What you should do: When you reach the entries, transcribe each one exactly.

╭─ Listed records

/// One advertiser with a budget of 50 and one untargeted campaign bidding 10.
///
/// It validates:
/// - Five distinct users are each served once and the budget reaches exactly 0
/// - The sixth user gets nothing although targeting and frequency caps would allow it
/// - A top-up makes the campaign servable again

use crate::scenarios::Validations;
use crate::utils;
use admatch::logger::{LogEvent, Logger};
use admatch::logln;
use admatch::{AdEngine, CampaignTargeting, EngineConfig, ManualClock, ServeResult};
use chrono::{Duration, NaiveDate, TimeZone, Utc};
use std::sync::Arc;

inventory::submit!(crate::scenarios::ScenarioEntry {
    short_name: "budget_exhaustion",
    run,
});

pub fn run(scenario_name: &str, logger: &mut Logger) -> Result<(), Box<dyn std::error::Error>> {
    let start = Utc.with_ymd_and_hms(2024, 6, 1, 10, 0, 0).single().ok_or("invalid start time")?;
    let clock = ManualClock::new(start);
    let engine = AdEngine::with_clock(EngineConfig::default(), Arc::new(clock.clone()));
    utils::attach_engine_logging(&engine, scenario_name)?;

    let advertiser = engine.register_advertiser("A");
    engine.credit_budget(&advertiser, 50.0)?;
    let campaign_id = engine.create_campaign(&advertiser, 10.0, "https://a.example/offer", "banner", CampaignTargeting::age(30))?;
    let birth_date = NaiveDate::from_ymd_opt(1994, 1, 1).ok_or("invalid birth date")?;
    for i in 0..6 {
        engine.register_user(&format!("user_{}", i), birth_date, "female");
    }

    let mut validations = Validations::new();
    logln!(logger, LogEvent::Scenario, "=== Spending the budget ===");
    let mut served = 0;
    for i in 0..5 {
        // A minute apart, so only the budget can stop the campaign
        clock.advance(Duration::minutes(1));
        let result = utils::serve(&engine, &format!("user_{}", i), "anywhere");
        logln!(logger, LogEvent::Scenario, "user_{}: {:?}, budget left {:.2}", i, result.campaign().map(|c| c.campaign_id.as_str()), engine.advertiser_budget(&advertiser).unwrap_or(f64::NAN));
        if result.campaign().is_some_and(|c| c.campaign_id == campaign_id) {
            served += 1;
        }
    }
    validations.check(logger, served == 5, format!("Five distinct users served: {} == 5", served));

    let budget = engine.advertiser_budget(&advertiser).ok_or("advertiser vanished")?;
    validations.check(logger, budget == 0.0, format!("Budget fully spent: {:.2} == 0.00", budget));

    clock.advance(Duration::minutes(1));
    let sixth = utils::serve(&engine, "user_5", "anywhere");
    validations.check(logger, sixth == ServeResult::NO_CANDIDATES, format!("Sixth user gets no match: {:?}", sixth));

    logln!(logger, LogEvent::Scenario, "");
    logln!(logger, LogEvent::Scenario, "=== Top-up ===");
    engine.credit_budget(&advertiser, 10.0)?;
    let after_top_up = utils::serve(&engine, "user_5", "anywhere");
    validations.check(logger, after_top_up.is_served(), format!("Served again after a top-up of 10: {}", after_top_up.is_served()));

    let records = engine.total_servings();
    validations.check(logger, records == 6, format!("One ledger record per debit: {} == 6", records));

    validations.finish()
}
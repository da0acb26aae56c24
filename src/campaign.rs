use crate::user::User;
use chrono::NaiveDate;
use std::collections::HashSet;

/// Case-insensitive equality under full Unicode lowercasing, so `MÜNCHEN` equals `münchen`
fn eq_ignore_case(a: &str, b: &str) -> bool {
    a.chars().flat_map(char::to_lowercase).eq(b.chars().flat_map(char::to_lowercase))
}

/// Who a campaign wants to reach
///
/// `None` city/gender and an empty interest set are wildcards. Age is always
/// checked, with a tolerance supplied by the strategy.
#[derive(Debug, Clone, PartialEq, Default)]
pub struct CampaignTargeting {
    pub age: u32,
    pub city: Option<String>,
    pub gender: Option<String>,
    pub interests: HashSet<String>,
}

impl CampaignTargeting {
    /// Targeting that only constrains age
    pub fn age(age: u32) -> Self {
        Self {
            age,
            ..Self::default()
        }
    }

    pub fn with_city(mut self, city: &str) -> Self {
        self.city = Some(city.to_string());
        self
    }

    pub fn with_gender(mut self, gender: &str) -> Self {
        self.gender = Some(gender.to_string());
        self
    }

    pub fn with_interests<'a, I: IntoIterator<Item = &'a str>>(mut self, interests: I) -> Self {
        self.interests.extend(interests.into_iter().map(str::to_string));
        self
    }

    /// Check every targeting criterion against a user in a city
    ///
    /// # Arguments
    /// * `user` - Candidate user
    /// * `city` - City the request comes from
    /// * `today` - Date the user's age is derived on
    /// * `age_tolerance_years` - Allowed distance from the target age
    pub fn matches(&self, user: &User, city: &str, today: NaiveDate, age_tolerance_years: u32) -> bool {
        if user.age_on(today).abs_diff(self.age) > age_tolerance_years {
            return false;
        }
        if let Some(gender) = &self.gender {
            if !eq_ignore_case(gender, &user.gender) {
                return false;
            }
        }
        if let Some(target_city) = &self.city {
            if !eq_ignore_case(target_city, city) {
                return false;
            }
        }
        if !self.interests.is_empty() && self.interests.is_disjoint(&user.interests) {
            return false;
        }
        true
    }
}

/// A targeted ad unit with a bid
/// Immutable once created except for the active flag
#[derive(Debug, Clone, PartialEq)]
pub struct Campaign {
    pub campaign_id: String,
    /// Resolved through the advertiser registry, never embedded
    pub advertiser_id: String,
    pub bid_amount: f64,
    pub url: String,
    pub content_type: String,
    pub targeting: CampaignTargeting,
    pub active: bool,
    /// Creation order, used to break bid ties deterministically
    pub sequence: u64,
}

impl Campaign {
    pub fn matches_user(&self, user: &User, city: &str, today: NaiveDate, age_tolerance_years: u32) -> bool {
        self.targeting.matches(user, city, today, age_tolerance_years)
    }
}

╰─

Exercise answer:
/// One advertiser with a budget of 50 and one untargeted campaign bidding 10.
///
/// It validates:
/// - Five distinct users are each served once and the budget reaches exactly 0
/// - The sixth user gets nothing although targeting and frequency caps would allow it
/// - A top-up makes the campaign servable again

use crate::scenarios::Validations;
use crate::utils;
use admatch::logger::{LogEvent, Logger};
use admatch::logln;
use admatch::{AdEngine, CampaignTargeting, EngineConfig, ManualClock, ServeResult};
use chrono::{Duration, NaiveDate, TimeZone, Utc};
use std::sync::Arc;

inventory::submit!(crate::scenarios::ScenarioEntry {
    short_name: "budget_exhaustion",
    run,
});

pub fn run(scenario_name: &str, logger: &mut Logger) -> Result<(), Box<dyn std::error::Error>> {
    let start = Utc.with_ymd_and_hms(2024, 6, 1, 10, 0, 0).single().ok_or("invalid start time")?;
    let clock = ManualClock::new(start);
    let engine = AdEngine::with_clock(EngineConfig::default(), Arc::new(clock.clone()));
    utils::attach_engine_logging(&engine, scenario_name)?;

    let advertiser = engine.register_advertiser("A");
    engine.credit_budget(&advertiser, 50.0)?;
    let campaign_id = engine.create_campaign(&advertiser, 10.0, "https://a.example/offer", "banner", CampaignTargeting::age(30))?;
    let birth_date = NaiveDate::from_ymd_opt(1994, 1, 1).ok_or("invalid birth date")?;
    for i in 0..6 {
        engine.register_user(&format!("user_{}", i), birth_date, "female");
    }

    let mut validations = Validations::new();
    logln!(logger, LogEvent::Scenario, "=== Spending the budget ===");
    let mut served = 0;
    for i in 0..5 {
        // A minute apart, so only the budget can stop the campaign
        clock.advance(Duration::minutes(1));
        let result = utils::serve(&engine, &format!("user_{}", i), "anywhere");
        logln!(logger, LogEvent::Scenario, "user_{}: {:?}, budget left {:.2}", i, result.campaign().map(|c| c.campaign_id.as_str()), engine.advertiser_budget(&advertiser).unwrap_or(f64::NAN));
        if result.campaign().is_some_and(|c| c.campaign_id == campaign_id) {
            served += 1;
        }
    }
    validations.check(logger, served == 5, format!("Five distinct users served: {} == 5", served));

    let budget = engine.advertiser_budget(&advertiser).ok_or("advertiser vanished")?;
    validations.check(logger, budget == 0.0, format!("Budget fully spent: {:.2} == 0.00", budget));

    clock.advance(Duration::minutes(1));
    let sixth = utils::serve(&engine, "user_5", "anywhere");
    validations.check(logger, sixth == ServeResult::NO_CANDIDATES, format!("Sixth user gets no match: {:?}", sixth));

    logln!(logger, LogEvent::Scenario, "");
    logln!(logger, LogEvent::Scenario, "=== Top-up ===");
    engine.credit_budget(&advertiser, 10.0)?;
    let after_top_up = utils::serve(&engine, "user_5", "anywhere");
    validations.check(logger, after_top_up.is_served(), format!("Served again after a top-up of 10: {}", after_top_up.is_served()));

    let records = engine.total_servings();
    validations.check(logger, records == 6, format!("One ledger record per debit: {} == 6", records));

    validations.finish()
}
repository da0acb26aae56c24
filename src/campaign.rs
use crate::user::User;
use chrono::NaiveDate;
use std::collections::HashSet;

/// Case-insensitive equality under full Unicode lowercasing, so `MÜNCHEN` equals `münchen`
fn eq_ignore_case(a: &str, b: &str) -> bool {
    a.chars().flat_map(char::to_lowercase).eq(b.chars().flat_map(char::to_lowercase))
}

/// Who a campaign wants to reach
///
/// `None` city/gender and an empty interest set are wildcards. Age is always
/// checked, with a tolerance supplied by the strategy.
#[derive(Debug, Clone, PartialEq, Default)]
pub struct CampaignTargeting {
    pub age: u32,
    pub city: Option<String>,
    pub gender: Option<String>,
    pub interests: HashSet<String>,
}

impl CampaignTargeting {
    /// Targeting that only constrains age
    pub fn age(age: u32) -> Self {
        Self {
            age,
            ..Self::default()
        }
    }

    pub fn with_city(mut self, city: &str) -> Self {
        self.city = Some(city.to_string());
        self
    }

    pub fn with_gender(mut self, gender: &str) -> Self {
        self.gender = Some(gender.to_string());
        self
    }

    pub fn with_interests<'a, I: IntoIterator<Item = &'a str>>(mut self, interests: I) -> Self {
        self.interests.extend(interests.into_iter().map(str::to_string));
        self
    }

    /// Check every targeting criterion against a user in a city
    ///
    /// # Arguments
    /// * `user` - Candidate user
    /// * `city` - City the request comes from
    /// * `today` - Date the user's age is derived on
    /// * `age_tolerance_years` - Allowed distance from the target age
    pub fn matches(&self, user: &User, city: &str, today: NaiveDate, age_tolerance_years: u32) -> bool {
        if user.age_on(today).abs_diff(self.age) > age_tolerance_years {
            return false;
        }
        if let Some(gender) = &self.gender {
            if !eq_ignore_case(gender, &user.gender) {
                return false;
            }
        }
        if let Some(target_city) = &self.city {
            if !eq_ignore_case(target_city, city) {
                return false;
            }
        }
        if !self.interests.is_empty() && self.interests.is_disjoint(&user.interests) {
            return false;
        }
        true
    }
}

/// A targeted ad unit with a bid
/// Immutable once created except for the active flag
#[derive(Debug, Clone, PartialEq)]
pub struct Campaign {
    pub campaign_id: String,
    /// Resolved through the advertiser registry, never embedded
    pub advertiser_id: String,
    pub bid_amount: f64,
    pub url: String,
    pub content_type: String,
    pub targeting: CampaignTargeting,
    pub active: bool,
    /// Creation order, used to break bid ties deterministically
    pub sequence: u64,
}

impl Campaign {
    pub fn matches_user(&self, user: &User, city: &str, today: NaiveDate, age_tolerance_years: u32) -> bool {
        self.targeting.matches(user, city, today, age_tolerance_years)
    }
}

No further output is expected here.